Lia Barros, a critical-care nurse at UW Medical Center, wanted to quit her job and move to Brazil. But her boss wouldn’t let her go.
“She said, ‘Hold on. Before you quit, let’s see what we can do,’” says Barros. Together, they devised a plan for Barros to volunteer in Brazil for six months, and then return to her job.
The experience was transformative. Barros thought — Why isn’t this opportunity available to all nurses as a part of their regular professional development? That’s when she decided to create the International Nursing Program (INP) at UW Medical Center.
Keeping nurses inspired
Through the INP, UW Medical Center sponsors nurses to travel to Cambodia, Vietnam or Nepal for two to three weeks. In exchange, participants agree to an additional year of employment at the hospital.
Nurses travel in pairs, relieving a team when they arrive in a partnering country. They share their knowledge of best practices with nurses abroad, who then, in turn, become nurse educators for their hospitals.
In addition to imparting knowledge, our nurses benefit tremendously from immersion in a completely different environment, says Barros. Returning nurses express a renewed appreciation for the fundamentals of nursing, like the physical exam, and a heightened awareness around their use, or overuse, of resources.
They also gain a deeper understanding of the cultures they visit, so when they return to the U.S., they are better able to provide culturally competent care to patients from these regions.
But perhaps the biggest reward is a feeling of renewed appreciation for their profession. Barros recounts one participant who was ready to quit nursing altogether, but changed her mind after participating in the program.
“Instead of losing this incredible nurse, she felt re-inspired to engage in a whole different way,” says Barros. “She become a leader at UW Medical Center, working with palliative and end-of-life care to help our patients.”
A true exchange of knowledge
When Barros was volunteering in Brazil, she realized that nurses abroad were just as hungry for educational enrichment as she was.
“You can see many of these nurses in developing countries are really craving structure and education as a way to help their patients,” says Barros. “They understand that without ongoing educational opportunities, it’s hard for them to provide the best care.”

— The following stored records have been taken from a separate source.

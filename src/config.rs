//! Validated run configuration.
//!
//! [`ImportConfig::from_args`] turns raw CLI [`Args`] into a checked
//! configuration: exactly one source mode, only the companion flags that
//! mode allows, and a resolved credential. Everything downstream treats
//! the result as already validated.

use std::fs;
use std::path::{Path, PathBuf};

use tracing::debug;

use crate::cli::Args;
use crate::error::{Result, SlackportError};

/// Fallback credential file, read from the working directory.
const TOKEN_DOT_FILE: &str = ".discord_token";

/// Which part of a Slack export to import.
///
/// The three modes are mutually exclusive and validated upstream.
#[derive(Debug, Clone, PartialEq, Eq)]
pub enum Source {
    /// One day file of one channel; the destination channel is required.
    File {
        /// The day file
        file: PathBuf,
        /// Destination Discord channel
        dest_channel: String,
    },
    /// One channel directory; the destination defaults to its basename.
    Dir {
        /// The channel directory
        dir: PathBuf,
        /// Destination Discord channel override
        dest_channel: Option<String>,
    },
    /// The whole export tree, optionally filtered by a channel file.
    DirTree {
        /// Top level of the unzipped export
        root: PathBuf,
        /// Optional `source [destination]` mapping file
        channel_file: Option<PathBuf>,
    },
}

/// A fully validated run configuration.
#[derive(Debug, Clone)]
pub struct ImportConfig {
    /// What to import
    pub source: Source,
    /// Discord bot token
    pub token: String,
    /// Destination server name filter
    pub server_name: Option<String>,
    /// Create missing destination channels
    pub create_channels: bool,
    /// users.json override
    pub users_file: Option<PathBuf>,
    /// Downloads directory override
    pub downloads_dir: Option<PathBuf>,
    /// Tolerate not-found responses for attached files
    pub ignore_file_not_found: bool,
    /// Verbose logging
    pub verbose: bool,
    /// Log instead of calling Discord
    pub dry_run: bool,
}

impl ImportConfig {
    /// Validates raw CLI arguments into a usable configuration.
    pub fn from_args(args: Args) -> Result<Self> {
        let source = resolve_source(&args)?;
        let token = resolve_token(args.token, Path::new(TOKEN_DOT_FILE))?;

        debug!(?source, "source mode resolved");
        Ok(Self {
            source,
            token,
            server_name: args.server,
            create_channels: args.create,
            users_file: args.users_file,
            downloads_dir: args.downloads_dir,
            ignore_file_not_found: args.ignore_file_not_found,
            verbose: args.verbose,
            dry_run: args.dry_run,
        })
    }
}

/// Checks source mode exclusivity and per-mode companion flags.
fn resolve_source(args: &Args) -> Result<Source> {
    let one_file = args.src_file.is_some();
    let one_channel = args.src_dir.is_some();
    let multi_channels = args.src_dirtree.is_some();

    let ways = usize::from(one_file) + usize::from(one_channel) + usize::from(multi_channels);
    if ways > 1 {
        return Err(SlackportError::config(
            "--src-file (one file), --src-dir (one channel), and --src-dirtree (multiple \
             channels) are all mutually exclusive",
        ));
    }
    if ways == 0 {
        return Err(SlackportError::config(
            "one (and only one) of --src-file (one file), --src-dir (one channel), or \
             --src-dirtree (multiple channels) is required",
        ));
    }

    if args.channel_file.is_some() && !multi_channels {
        return Err(SlackportError::config(
            "--channel-file is only allowed with --src-dirtree (multiple channels)",
        ));
    }

    if multi_channels && args.dest_channel.is_some() {
        return Err(SlackportError::config(
            "--dest-channel is not allowed with --src-dirtree (multiple channels); it is only \
             allowed with --src-file or --src-dir",
        ));
    }

    if let Some(file) = &args.src_file {
        let Some(dest_channel) = args.dest_channel.clone() else {
            return Err(SlackportError::config(
                "--dest-channel is required with --src-file (one file)",
            ));
        };
        return Ok(Source::File {
            file: file.clone(),
            dest_channel,
        });
    }

    if let Some(dir) = &args.src_dir {
        return Ok(Source::Dir {
            dir: dir.clone(),
            dest_channel: args.dest_channel.clone(),
        });
    }

    let root = args.src_dirtree.clone().expect("one mode is set");
    Ok(Source::DirTree {
        root,
        channel_file: args.channel_file.clone(),
    })
}

/// Resolves the Discord token: CLI flag (or DISCORD_TOKEN env var, which
/// clap folds into it), then the dot file.
fn resolve_token(token: Option<String>, dot_file: &Path) -> Result<String> {
    if let Some(token) = token {
        return Ok(token);
    }

    if dot_file.is_file() {
        let token = fs::read_to_string(dot_file)?.trim().to_string();
        if !token.is_empty() {
            return Ok(token);
        }
    }

    Err(SlackportError::config(
        "Discord token is required via either (in order) the --token command line arg, the \
         DISCORD_TOKEN env var, or a .discord_token file in the working directory",
    ))
}

// ============================================================================
// Tests
// ============================================================================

That is why, in addition to nurses from the U.S. traveling abroad, the INP also hosts up to four nurses every year from partner countries, primarily from Cambodia. Visiting nurses stay with local nurses and doctors while they have a three-week observational experience at UW Medical Center.
“We try to show them what it looks like when nurses are empowered to practice at the full extent of their license and how that creates this really incredible system to provide excellent patient care,” says Barros.
After participating in the program, visiting nurses report not only feeling more knowledgeable, but also more confident, which helps them feel better prepared to talk with physicians and advocate for their patients at home.
Because of travel bans due to the COVID pandemic, the program has had to take a step back this year. However, Barros says, in collaboration with an international task force they have used the time to publish recommendations on caring for patients with severe COVID-19 disease in low- and middle-income countries. They have also expanded virtual services starting with a pilot project for cancer care and palliative care.
The power of a good support system
When Barros’ boss worked with her to foster her professional development and keep her on the team, it sent a strong message: you are valued.
“UW Medical Center wants to invest in my skills, my strengths and my education because they understand the value of my work for patients. They know it’s one of the most important things you can do to improve patient outcomes,” says Barros.
Other nurses feel similarly. In addition to a renewed appreciation for their profession, they feel grateful to their place of work for providing them with an opportunity for growth.
In the future, with additional funding, Barros hopes to expand the reach of the INP so more nurses can benefit. She can think of no more worthy cause than investing in nurses and the institutions that support them. Doctors around the world depend on nurses for much of the healthcare delivery.
“If you want to have a meaningful impact for the health of the entire community — invest in the nursing community,” says Barros. “And one great way to do that is to invest in an organization that empowers nurses both here and abroad.”